What to work on: Give the listing again in full, exactly as it appears.

Task input:
//! Gembot: a Slack mention bot that answers with Gemini, full thread context
//! and attached images included.

pub mod config;
pub mod context;
pub mod delivery;
pub mod error;
pub mod gemini;
pub mod handler;
pub mod slack;

pub use error::{Error, Result};

use serde::{Deserialize, Serialize};

/// Inbound mention notification, as relayed by the platform directly
/// (Socket Mode) or via a queue message body (receiver/processor pair).
#[derive(Debug, Clone, Serialize, Deserialize)]
pub struct MentionEvent {
    pub channel: String,
    pub user: String,
    pub text: String,
    pub ts: String,
    /// Absent when the mention itself roots a new thread.
    #[serde(default, skip_serializing_if = "Option::is_none")]
    pub thread_ts: Option<String>,
}

impl MentionEvent {
    /// Timestamp identifying the thread this mention belongs to.
    pub fn thread_root(&self) -> &str {
        self.thread_ts.as_deref().unwrap_or(&self.ts)
    }
}

/// Who authored a conversation message, from the model's point of view.
#[derive(Debug, Clone, Copy, PartialEq, Eq, Serialize, Deserialize)]
#[serde(rename_all = "snake_case")]
pub enum Role {
    Human,
    Bot,
}

/// One unit of thread history, immutable once built and scoped to a single
/// request.
#[derive(Debug, Clone)]
pub struct ConversationMessage {
    pub role: Role,
    pub display_name: String,
    pub text: String,
    pub images: Vec<AttachedImage>,
}

/// Reference to an image attachment. Every `Remote` reference is resolved to
/// `Inline` before the content sequence is handed to the generation client.
#[derive(Debug, Clone, PartialEq, Eq)]
pub enum AttachedImage {
    Remote { url: String, mime_type: String },
    Inline { data: String, mime_type: String },
}

/// The atomic item of model input: a labelled text body, or one inline
/// base64-encoded image.
#[derive(Debug, Clone, PartialEq, Eq)]
pub enum ContentUnit {
    Text(String),
    InlineImage { data: String, mime_type: String },
}

#[cfg(test)]
mod tests {
    use super::*;

    #[test]
    fn thread_root_prefers_thread_ts() {
        let event = MentionEvent {
            channel: "C1".into(),
            user: "U1".into(),
            text: "hello".into(),
            ts: "2.0".into(),
            thread_ts: Some("1.0".into()),
        };
        assert_eq!(event.thread_root(), "1.0");
    }

    #[test]
    fn thread_root_falls_back_to_ts() {
        let event = MentionEvent {
            channel: "C1".into(),
            user: "U1".into(),
            text: "hello".into(),
            ts: "2.0".into(),
            thread_ts: None,
        };
        assert_eq!(event.thread_root(), "2.0");
    }

    #[test]
    fn mention_event_round_trips_through_json() {
        let event = MentionEvent {
            channel: "C1".into(),
            user: "U1".into(),
            text: "<@UBOT> hi".into(),
            ts: "1717171717.000100".into(),
            thread_ts: None,
        };
        let encoded = serde_json::to_string(&event).expect("serializes");
        assert!(!encoded.contains("thread_ts"));
        let decoded: MentionEvent = serde_json::from_str(&encoded).expect("deserializes");
        assert_eq!(decoded.channel, "C1");
        assert_eq!(decoded.thread_ts, None);
    }
}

Written answer:
//! Gembot: a Slack mention bot that answers with Gemini, full thread context
//! and attached images included.

pub mod config;
pub mod context;
pub mod delivery;
pub mod error;
pub mod gemini;
pub mod handler;
pub mod slack;

pub use error::{Error, Result};

use serde::{Deserialize, Serialize};

/// Inbound mention notification, as relayed by the platform directly
/// (Socket Mode) or via a queue message body (receiver/processor pair).
#[derive(Debug, Clone, Serialize, Deserialize)]
pub struct MentionEvent {
    pub channel: String,
    pub user: String,
    pub text: String,
    pub ts: String,
    /// Absent when the mention itself roots a new thread.
    #[serde(default, skip_serializing_if = "Option::is_none")]
    pub thread_ts: Option<String>,
}

impl MentionEvent {
    /// Timestamp identifying the thread this mention belongs to.
    pub fn thread_root(&self) -> &str {
        self.thread_ts.as_deref().unwrap_or(&self.ts)
    }
}

/// Who authored a conversation message, from the model's point of view.
#[derive(Debug, Clone, Copy, PartialEq, Eq, Serialize, Deserialize)]
#[serde(rename_all = "snake_case")]
pub enum Role {
    Human,
    Bot,
}

/// One unit of thread history, immutable once built and scoped to a single
/// request.
#[derive(Debug, Clone)]
pub struct ConversationMessage {
    pub role: Role,
    pub display_name: String,
    pub text: String,
    pub images: Vec<AttachedImage>,
}

/// Reference to an image attachment. Every `Remote` reference is resolved to
/// `Inline` before the content sequence is handed to the generation client.
#[derive(Debug, Clone, PartialEq, Eq)]
pub enum AttachedImage {
    Remote { url: String, mime_type: String },
    Inline { data: String, mime_type: String },
}

/// The atomic item of model input: a labelled text body, or one inline
/// base64-encoded image.
#[derive(Debug, Clone, PartialEq, Eq)]
pub enum ContentUnit {
    Text(String),
    InlineImage { data: String, mime_type: String },
}

#[cfg(test)]
mod tests {
    use super::*;

    #[test]
    fn thread_root_prefers_thread_ts() {
        let event = MentionEvent {
            channel: "C1".into(),
            user: "U1".into(),
            text: "hello".into(),
            ts: "2.0".into(),
            thread_ts: Some("1.0".into()),
        };
        assert_eq!(event.thread_root(), "1.0");
    }

    #[test]
    fn thread_root_falls_back_to_ts() {
        let event = MentionEvent {
            channel: "C1".into(),
            user: "U1".into(),
            text: "hello".into(),
            ts: "2.0".into(),
            thread_ts: None,
        };
        assert_eq!(event.thread_root(), "2.0");
    }

    #[test]
    fn mention_event_round_trips_through_json() {
        let event = MentionEvent {
            channel: "C1".into(),
            user: "U1".into(),
            text: "<@UBOT> hi".into(),
            ts: "1717171717.000100".into(),
            thread_ts: None,
        };
        let encoded = serde_json::to_string(&event).expect("serializes");
        assert!(!encoded.contains("thread_ts"));
        let decoded: MentionEvent = serde_json::from_str(&encoded).expect("deserializes");
        assert_eq!(decoded.channel, "C1");
        assert_eq!(decoded.thread_ts, None);
    }
}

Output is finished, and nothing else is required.